Pick of the week: Cameron's family unfriendly government

The Calais crisis puts David Cameron's asylum policy in the spotlight
The Calais crisis puts David Cameron's asylum policy in the spotlight

Our five most read stories this week, for your reading pleasure.

Five: Cameron's Asylum policy turns us all into pound shop Gestapos 

In the fifth spot this week, we look at David Cameron's response to the Calais crisis. Instead of thinking up positive and humane solutions to help people who are risking their lives in search of a better life, the prime minister is attempting to make things so unbearable for them in the UK they will be deterred from coming here at all.


Four: The madness begins: Lambeth bans everything in legal high crack-down

This is our story on the decision by Lambeth council to ban substances with a capacity to stimulate or depress the central nervous system - which is almost everything. Lambeth's legal highs order is even more insane than the plans proposed by the Home Office and just how enforceable it will be is anyone's guess.

Three: Manchester homeless camp likely to shut after protesters denied legal aid

Homeless protesters who have been camped out in Manchester since April have been denied legal aid in their court battle with the city council. Last week the council was granted an injunction which will ban the camp from the city centre. The group's solicitor described the decision to reject their legal aid claim as "baffling and appalling".

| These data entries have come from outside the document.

//! Archive step: pack the stage directory into a single zip artifact.

use super::error::{Error, ErrorExt, Result};
use super::settings::Settings;
use std::io;
use std::path::{Path, PathBuf};
use zip::CompressionMethod;
use zip::write::SimpleFileOptions;

pub async fn run(settings: &Settings, stage_dir: &Path) -> Result<PathBuf> {
    let archive_path = settings.out_dir().join(settings.archive_name());
    let compress = settings.compress();

    let stage = stage_dir.to_path_buf();
    let target = archive_path.clone();
    tokio::task::spawn_blocking(move || write_archive(&stage, &target, compress))
        .await
        .map_err(|e| Error::GenericError(format!("archive task panicked: {}", e)))??;

    log::info!("✓ Created archive: {}", archive_path.display());
    Ok(archive_path)
}

/// Writes the stage tree into a zip file.
///
/// Entries are added in lexicographic path order so identical stage trees
/// produce identical archives. The compress flag switches between Deflate
/// and plain store.
fn write_archive(stage_dir: &Path, archive_path: &Path, compress: bool) -> Result<()> {
    let method = if compress {
        CompressionMethod::Deflated
    } else {
        CompressionMethod::Stored
    };

    let file =
        std::fs::File::create(archive_path).fs_context("creating archive file", archive_path)?;
    let mut writer = zip::ZipWriter::new(file);

    let mut entries: Vec<_> = walkdir::WalkDir::new(stage_dir)
        .follow_links(false)
        .into_iter()
        .filter_map(|entry| entry.ok())
        .collect();
    entries.sort_by(|a, b| a.path().cmp(b.path()));

    for entry in entries {
        let relative = match entry.path().strip_prefix(stage_dir) {
            Ok(rel) if !rel.as_os_str().is_empty() => rel,
            _ => continue,
        };
        let name = relative
            .components()
            .map(|c| c.as_os_str().to_string_lossy())
            .collect::<Vec<_>>()
            .join("/");

        let mut options = SimpleFileOptions::default().compression_method(method);
        #[cfg(unix)]
        {
            use std::os::unix::fs::PermissionsExt;
            if let Ok(metadata) = entry.metadata() {
                options = options.unix_permissions(metadata.permissions().mode());
            }
        }

        if entry.file_type().is_dir() {
            writer.add_directory(name, options)?;
        } else {
            writer.start_file(name, options)?;
            let mut source = std::fs::File::open(entry.path())
                .fs_context("opening staged file", entry.path())?;
            io::copy(&mut source, &mut writer).fs_context("archiving staged file", entry.path())?;
        }
    }

    writer.finish()?;
    Ok(())
}
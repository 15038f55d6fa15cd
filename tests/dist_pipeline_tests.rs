//! End-to-end pipeline runs against the compiled binary.
//!
//! Each test builds a throwaway project directory with its own Cargo.toml
//! and drives `bomcheck dist` at it. The build step is a shell one-liner so
//! the tests stay fast and hermetic.

use assert_cmd::Command;
use predicates::prelude::*;
use std::path::{Path, PathBuf};

/// Writes a manifest whose build step produces `demo-bin` in the project
/// root. `extra` lands inside `[package.metadata.dist]`.
fn write_manifest(dir: &Path, extra: &str) -> PathBuf {
    let body = format!(
        r#"[package]
name = "demo"
version = "0.1.0"
description = "demo app"

[package.metadata.dist]
binary = "demo"
binary_path = "demo-bin"
build_command = ["sh", "-c", "printf demo > demo-bin"]
{extra}
"#
    );
    let path = dir.join("Cargo.toml");
    std::fs::write(&path, body).unwrap();
    path
}

fn bomcheck() -> Command {
    Command::cargo_bin("bomcheck").unwrap()
}

#[test]
fn directory_mode_stages_binary_and_resources_in_order() {
    let tmp = tempfile::tempdir().unwrap();
    std::fs::create_dir_all(tmp.path().join("data")).unwrap();
    std::fs::write(tmp.path().join("data/config.json"), "{}").unwrap();
    std::fs::write(tmp.path().join("data/settings.json"), "{}").unwrap();

    let manifest = write_manifest(
        tmp.path(),
        r#"
[[package.metadata.dist.resources]]
source = "data/config.json"

[[package.metadata.dist.resources]]
source = "data/settings.json"
dest = "conf"
"#,
    );

    bomcheck()
        .arg("dist")
        .arg("--manifest")
        .arg(&manifest)
        .assert()
        .success()
        .stdout(predicate::str::contains("demo"));

    let stage = tmp.path().join("target/dist/demo");
    assert!(stage.join("demo").is_file());
    assert!(stage.join("config.json").is_file());
    assert!(stage.join("conf/settings.json").is_file());
    assert!(tmp.path().join("target/dist/dist-manifest.json").is_file());
}

#[test]
fn missing_declared_resource_fails_naming_the_path() {
    let tmp = tempfile::tempdir().unwrap();
    let manifest = write_manifest(
        tmp.path(),
        r#"
[[package.metadata.dist.resources]]
source = "data/absent.txt"
"#,
    );

    bomcheck()
        .arg("dist")
        .arg("--manifest")
        .arg(&manifest)
        .assert()
        .failure()
        .code(1)
        .stderr(
            predicate::str::contains("stage step failed")
                .and(predicate::str::contains("absent.txt")),
        );

    // The stage directory is never created for a run that fails validation.
    assert!(!tmp.path().join("target/dist/demo").exists());
}

#[test]
fn missing_sideload_entry_fails_naming_the_path() {
    let tmp = tempfile::tempdir().unwrap();
    let manifest = write_manifest(tmp.path(), "sideload = [\"helper-bin\"]\n");

    bomcheck()
        .arg("dist")
        .arg("--manifest")
        .arg(&manifest)
        .assert()
        .failure()
        .code(1)
        .stderr(predicate::str::contains("helper-bin"));
}

#[test]
fn bootstrap_leaves_an_existing_work_directory_alone() {
    let tmp = tempfile::tempdir().unwrap();
    let manifest = write_manifest(tmp.path(), "");

    bomcheck()
        .arg("dist")
        .arg("--manifest")
        .arg(&manifest)
        .assert()
        .success();

    let marker = tmp.path().join("target/dist-work/marker.txt");
    std::fs::write(&marker, "keep me").unwrap();

    bomcheck()
        .arg("dist")
        .arg("--manifest")
        .arg(&manifest)
        .assert()
        .success();

    assert_eq!(std::fs::read_to_string(&marker).unwrap(), "keep me");
}

#[test]
fn failing_build_prevents_the_stage_step() {
    let tmp = tempfile::tempdir().unwrap();
    let body = r#"[package]
name = "demo"
version = "0.1.0"

[package.metadata.dist]
binary = "demo"
binary_path = "demo-bin"
build_command = ["sh", "-c", "exit 7"]
"#;
    let manifest = tmp.path().join("Cargo.toml");
    std::fs::write(&manifest, body).unwrap();

    bomcheck()
        .arg("dist")
        .arg("--manifest")
        .arg(&manifest)
        .assert()
        .failure()
        .code(1)
        .stderr(predicate::str::contains("build step failed"));

    assert!(!tmp.path().join("target/dist/demo").exists());
    assert!(!tmp.path().join("demo-bin").exists());
}

#[test]
fn failing_dependency_resolution_prevents_the_build() {
    let tmp = tempfile::tempdir().unwrap();
    let body = r#"[package]
name = "demo"
version = "0.1.0"

[package.metadata.dist]
binary = "demo"
binary_path = "demo-bin"
fetch_command = ["sh", "-c", "exit 3"]
build_command = ["sh", "-c", "printf demo > demo-bin"]
"#;
    let manifest = tmp.path().join("Cargo.toml");
    std::fs::write(&manifest, body).unwrap();

    bomcheck()
        .arg("dist")
        .arg("--manifest")
        .arg(&manifest)
        .assert()
        .failure()
        .code(1)
        .stderr(predicate::str::contains("bootstrap step failed"));

    // The build command never ran.
    assert!(!tmp.path().join("demo-bin").exists());
}

#[test]
fn skip_flags_gate_bootstrap_and_build() {
    let tmp = tempfile::tempdir().unwrap();
    // This build command would fail if it ever ran.
    let body = r#"[package]
name = "demo"
version = "0.1.0"

[package.metadata.dist]
binary = "demo"
binary_path = "demo-bin"
build_command = ["sh", "-c", "exit 1"]
"#;
    let manifest = tmp.path().join("Cargo.toml");
    std::fs::write(&manifest, body).unwrap();
    std::fs::write(tmp.path().join("demo-bin"), "prebuilt").unwrap();

    bomcheck()
        .arg("dist")
        .arg("--manifest")
        .arg(&manifest)
        .arg("--no-bootstrap")
        .arg("--skip-build")
        .assert()
        .success();

    assert!(tmp.path().join("target/dist/demo/demo").is_file());
}

#[test]
fn archive_mode_emits_zip_and_run_manifest() {
    let tmp = tempfile::tempdir().unwrap();
    std::fs::create_dir_all(tmp.path().join("data")).unwrap();
    std::fs::write(tmp.path().join("data/config.json"), "{}").unwrap();

    let manifest = write_manifest(
        tmp.path(),
        r#"mode = "archive"

[[package.metadata.dist.resources]]
source = "data/config.json"
"#,
    );

    bomcheck()
        .arg("dist")
        .arg("--manifest")
        .arg(&manifest)
        .assert()
        .success()
        .stdout(predicate::str::contains("demo-0.1.0.zip"));

    let artifact = tmp.path().join("target/dist/demo-0.1.0.zip");
    assert!(artifact.is_file());

    let run_manifest: serde_json::Value = serde_json::from_str(
        &std::fs::read_to_string(tmp.path().join("target/dist/dist-manifest.json")).unwrap(),
    )
    .unwrap();
    assert_eq!(run_manifest["product"], "demo");
    assert_eq!(run_manifest["version"], "0.1.0");
    assert_eq!(run_manifest["description"], "demo app");
    assert_eq!(run_manifest["console"], true);
    assert_eq!(run_manifest["artifact"]["kind"], "archive");
    assert_eq!(run_manifest["artifact"]["path"], "demo-0.1.0.zip");
    assert_eq!(
        run_manifest["artifact"]["sha256"].as_str().unwrap().len(),
        64
    );
}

Two: No Boris, driverless trains are not about to save us from Tube strikes

Boris Johnson seems to believe driverless trains are the solution to Tube strikes. This is despite plans by Transport for London which reveal they don't expect automatically operated trains to be fully operational until the late 2020s. Even then there would still need to be human staff present on the 'driverless' network, not to mention the hundreds of Underground station and platform workers - so would this move really prevent strikes?

One: The truth behind the rhetoric: UK hits bottom of family-friendly league table

The top spot this week goes to our story on the truth behind the Conservatives' commitment to families. The Migrant Integration Policy Index has ranked the UK 38th out of 38 countries for family reunion. An estimated 33,000 people have been separated from a loved one or forced to live outside their home country since an income threshold was introduced for Brits trying to bring a spouse from abroad.